We consider $n$ items with positive weights probabilities $p_1,p_2,\ldots,p_n$ satisfying $\sum_i\, p_i=1$ and let $\mathbf{p}=(p_1,p_2,\ldots,p_n)$. Huffman algorithm constructs a full binary tree (each non-leaf node has two children) with items assigned to its leaves. Let $l_i$ be the depth to $p_i$, number of edges from the root to $p_i$. The average length of the Huffman coding is $\Huf(\mathbf{p})=\sum_i\, p_i\cdot l_i$.

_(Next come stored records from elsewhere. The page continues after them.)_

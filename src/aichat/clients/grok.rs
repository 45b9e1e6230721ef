use crate::client_wrapper::{ClientWrapper, Message, RemoteCallError, TokenUsage};
use crate::clients::openai::OpenAIClient;
use async_trait::async_trait;
use std::sync::Mutex;

/// xAI's OpenAI compatible endpoint.
pub const XAI_BASE_URL: &str = "https://api.x.ai/v1";

/// xAI hosts Grok behind an OpenAI compatible API, so this is a thin delegate.
pub struct GrokClient {
    client: OpenAIClient,
}

pub enum Model {
    Grok2,
    Grok2Latest,
    Grok21212,         // the secretary's default planner
    Grok3MiniFastBeta, // $0.60/MMT input $4.00/MMT output
    Grok3Beta,
}

pub fn model_to_string(model: Model) -> String {
    match model {
        Model::Grok2 => "grok-2".to_string(),
        Model::Grok2Latest => "grok-2-latest".to_string(),
        Model::Grok21212 => "grok-2-1212".to_string(),
        Model::Grok3MiniFastBeta => "grok-3-mini-fast-beta".to_string(),
        Model::Grok3Beta => "grok-3-beta".to_string(),
    }
}

impl GrokClient {
    pub fn new_with_model_enum(secret_key: &str, model: Model) -> Self {
        Self::new_with_model_str(secret_key, &model_to_string(model))
    }

    pub fn new_with_model_str(secret_key: &str, model_name: &str) -> Self {
        GrokClient {
            client: OpenAIClient::new_with_base_url(secret_key, model_name, XAI_BASE_URL),
        }
    }
}

#[async_trait]
impl ClientWrapper for GrokClient {
    fn model_name(&self) -> &str {
        self.client.model_name()
    }

    async fn send_message(&self, messages: &[Message]) -> Result<Message, RemoteCallError> {
        self.client.send_message(messages).await
    }

    fn usage_slot(&self) -> Option<&Mutex<Option<TokenUsage>>> {
        self.client.usage_slot()
    }
}

#[test]
fn grok_model_names_match_the_api() {
    assert_eq!(model_to_string(Model::Grok21212), "grok-2-1212");
    let client = GrokClient::new_with_model_enum("test-key", Model::Grok3MiniFastBeta);
    assert_eq!(client.model_name(), "grok-3-mini-fast-beta");
}
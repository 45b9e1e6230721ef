//! The remote model seam.
//!
//! A [`ClientWrapper`] is a thin wrapper around one remote model endpoint. It takes a list of
//! [`Message`]s and returns the assistant's reply, or a [`RemoteCallError`]. It keeps no
//! conversation state: every agent invocation in this crate is a single-turn exchange, so the
//! caller passes the full prompt each time.
//!
//! Concrete providers live in [`crate::clients`]. Tests substitute their own implementations.

use async_trait::async_trait;
use std::error::Error;
use std::fmt;
use std::sync::Mutex;
use std::time::Duration;

/// Represents the possible roles for a message.
#[derive(Clone, Copy, Debug, PartialEq, Eq)]
pub enum Role {
    // set by the developer to steer the model's responses
    System,
    // a message sent by a human user (or app user)
    User,
    // lets the model know the content was generated as a response to a user message
    Assistant,
}

impl Role {
    /// Wire name used by OpenAI compatible chat endpoints.
    pub fn as_str(&self) -> &'static str {
        match self {
            Role::System => "system",
            Role::User => "user",
            Role::Assistant => "assistant",
        }
    }
}

/// How many tokens were spent on prompt vs. completion.
#[derive(Clone, Debug, Default, PartialEq, Eq)]
pub struct TokenUsage {
    pub input_tokens: usize,
    pub output_tokens: usize,
    pub total_tokens: usize,
}

/// Represents a generic message to be sent to a model.
#[derive(Clone, Debug)]
pub struct Message {
    /// The role associated with the message.
    pub role: Role,
    /// The actual content of the message.
    pub content: String,
}

impl Message {
    pub fn user(content: impl Into<String>) -> Self {
        Message {
            role: Role::User,
            content: content.into(),
        }
    }

    pub fn assistant(content: impl Into<String>) -> Self {
        Message {
            role: Role::Assistant,
            content: content.into(),
        }
    }
}

/// Failure of a single remote model call.
///
/// Agents never let this escape into orchestration control flow; see
/// [`AgentReply`](crate::agent::AgentReply).
#[derive(Debug, Clone, PartialEq, Eq)]
pub enum RemoteCallError {
    /// The request never produced an HTTP response (DNS, TLS, connection reset...).
    Transport(String),
    /// The provider answered with an error payload.
    Provider(String),
    /// The provider answered but the body could not be interpreted.
    MalformedResponse(String),
    /// The call did not finish within the agent's timeout.
    Timeout(Duration),
    /// The task driving the call died before producing a result.
    Aborted(String),
}

impl fmt::Display for RemoteCallError {
    fn fmt(&self, f: &mut fmt::Formatter<'_>) -> fmt::Result {
        match self {
            RemoteCallError::Transport(msg) => write!(f, "transport error: {}", msg),
            RemoteCallError::Provider(msg) => write!(f, "provider error: {}", msg),
            RemoteCallError::MalformedResponse(msg) => write!(f, "malformed response: {}", msg),
            RemoteCallError::Timeout(after) => {
                write!(f, "timed out after {:.1}s", after.as_secs_f64())
            }
            RemoteCallError::Aborted(msg) => write!(f, "aborted: {}", msg),
        }
    }
}

impl Error for RemoteCallError {}

/// Trait defining the interface to a remote model endpoint.
#[async_trait]
pub trait ClientWrapper: Send + Sync {
    /// Identifier of the model this client talks to (e.g. `"o3-mini"`).
    fn model_name(&self) -> &str;

    /// Send the messages to the model and return its reply.
    async fn send_message(&self, messages: &[Message]) -> Result<Message, RemoteCallError>;

    /// Usage reported by the *last* `send_message()` call, when the client tracks it.
    fn get_last_usage(&self) -> Option<TokenUsage> {
        self.usage_slot()
            .and_then(|slot| slot.lock().ok().and_then(|u| u.clone()))
    }

    fn usage_slot(&self) -> Option<&Mutex<Option<TokenUsage>>> {
        // Clients that track TokenUsage override this with their own slot.
        None
    }
}
//! Unified context sections.
//!
//! The serialized layout is a fixed contract with the execution engine: every
//! section and every field is always present. Missing data serializes as
//! `null`, `[]` or a documented default, never as an omitted key.

use serde::{Deserialize, Serialize};
use serde_json::Value;

use crate::lanes::LaneActivation;

pub const SCHEMA_VERSION: &str = "1.0";

#[derive(Debug, Clone, PartialEq, Serialize, Deserialize)]
pub struct UnifiedContext {
    pub meta: ContextMeta,
    pub routing: Routing,
    pub entity_context: EntityContext,
    pub audience_context: AudienceContext,
    pub content_type: ContentTypeContract,
    pub lane_plan: Vec<LaneActivation>,
    pub rules: Vec<Value>,
    pub user_input: UserInput,
}

#[derive(Debug, Clone, PartialEq, Serialize, Deserialize)]
pub struct ContextMeta {
    pub schema_version: String,
    pub correlation_id: String,
    pub workflow_id: Option<String>,
    pub content_type_id: Option<String>,
    pub entity_id: Option<String>,
    pub lane_id: Option<String>,
    pub idempotency_key: String,
    /// RFC 3339, millisecond precision, UTC.
    pub generated_at: String,
}

#[derive(Debug, Clone, PartialEq, Serialize, Deserialize)]
pub struct Routing {
    pub provider: String,
    pub model: String,
    pub webhook_url: Option<String>,
    pub event_stream_url: Option<String>,
}

#[derive(Debug, Clone, Default, PartialEq, Serialize, Deserialize)]
pub struct EntityContext {
    pub id: Option<String>,
    pub name: Option<String>,
    pub description: Option<String>,
    pub voice: Option<String>,
    pub website: Option<String>,
}

#[derive(Debug, Clone, Default, PartialEq, Serialize, Deserialize)]
pub struct AudienceContext {
    pub audience: Option<String>,
    pub pain_points: Option<String>,
}

#[derive(Debug, Clone, PartialEq, Serialize, Deserialize)]
pub struct ContentTypeContract {
    pub id: Option<String>,
    pub name: Option<String>,
    pub destination: String,
    pub field_schema: Vec<Value>,
    pub validators: Vec<Value>,
}

#[derive(Debug, Clone, Default, PartialEq, Serialize, Deserialize)]
pub struct UserInput {
    pub goal: Option<String>,
    pub topic: Option<String>,
    pub input: Option<String>,
    pub notes: Option<String>,
}
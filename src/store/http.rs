//! HTTP record store over a REST table API.
//!
//! `GET {base_url}/{table}/{id}` with a bearer token, answering
//! `{"id": "...", "fields": {...}}`.

use std::time::Duration;

use async_trait::async_trait;
use reqwest::{Client, StatusCode};
use tracing::debug;

use crate::error::{ApiError, StoreError};
use crate::record::{RecordKind, SourceRecord};
use crate::store::{RecordStore, StoreConfig, TableConfig};

const STORE_HTTP_CONNECT_TIMEOUT: Duration = Duration::from_secs(10);

pub struct HttpRecordStore {
    client: Client,
    base_url: String,
    api_key: Option<String>,
    tables: TableConfig,
}

impl HttpRecordStore {
    pub fn new(config: &StoreConfig) -> Result<Self, ApiError> {
        let base_url = config
            .base_url
            .clone()
            .ok_or_else(|| ApiError::ConfigError("store.base_url is not set".to_string()))?;

        let client = Client::builder()
            .connect_timeout(STORE_HTTP_CONNECT_TIMEOUT)
            .timeout(Duration::from_secs(config.timeout_secs))
            .build()
            .map_err(|e| ApiError::ConfigError(format!("Failed to create HTTP client: {}", e)))?;

        Ok(Self {
            client,
            base_url: base_url.trim_end_matches('/').to_string(),
            api_key: config.api_key.clone(),
            tables: config.tables.clone(),
        })
    }

    fn record_url(&self, kind: RecordKind, id: &str) -> String {
        format!(
            "{}/{}/{}",
            self.base_url,
            urlencoding::encode(self.tables.table_for(kind)),
            urlencoding::encode(id)
        )
    }
}

#[async_trait]
impl RecordStore for HttpRecordStore {
    async fn find(&self, kind: RecordKind, id: &str) -> Result<SourceRecord, StoreError> {
        let url = self.record_url(kind, id);
        debug!(kind = kind.as_str(), id, "Fetching record");

        let mut request = self.client.get(&url);
        if let Some(key) = &self.api_key {
            request = request.bearer_auth(key);
        }
        let response = request.send().await.map_err(map_http_error)?;

        let status = response.status();
        if !status.is_success() {
            let body = response
                .text()
                .await
                .unwrap_or_else(|_| "Unknown error".to_string());
            return Err(map_status(status, id, body));
        }

        response
            .json::<SourceRecord>()
            .await
            .map_err(|e| StoreError::InvalidResponse(format!("Failed to parse record {}: {}", id, e)))
    }
}

fn map_status(status: StatusCode, id: &str, body: String) -> StoreError {
    match status.as_u16() {
        404 => StoreError::NotFound(id.to_string()),
        401 | 403 => StoreError::AuthFailed(body),
        _ => StoreError::RequestFailed(format!("status {}: {}", status, body)),
    }
}

fn map_http_error(error: reqwest::Error) -> StoreError {
    if error.is_timeout() {
        StoreError::RequestFailed(format!("Request timeout: {}", error))
    } else if error.is_connect() {
        StoreError::RequestFailed(format!("Connection error: {}", error))
    } else {
        StoreError::RequestFailed(format!("HTTP error: {}", error))
    }
}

An important concept in information theory is entropy. The sequence $\mathbf{p}$ is treated as a source of information and its entropy is $$\Entropy(\mathbf{p})\,=\, -\sum_i p_i\cdot \log_2 p_i.$$

A useful property for the solution below is: if $p_1,\dots,p_n$, and $q_1,\dots,q_n$ are two sequences of positive integers with the same sum, then $-\sum_i\,p_i \log_2 q_i\geq -\sum_i\,p_i \log_2 p_i$. From the inequality, it follows directly: $\log_2 x \le x-1$, for $x\gt 0$.

Show that $\Entropy(\mathbf{p})\le \Huf(\mathbf{p})\le \Entropy(\mathbf{p})+1$.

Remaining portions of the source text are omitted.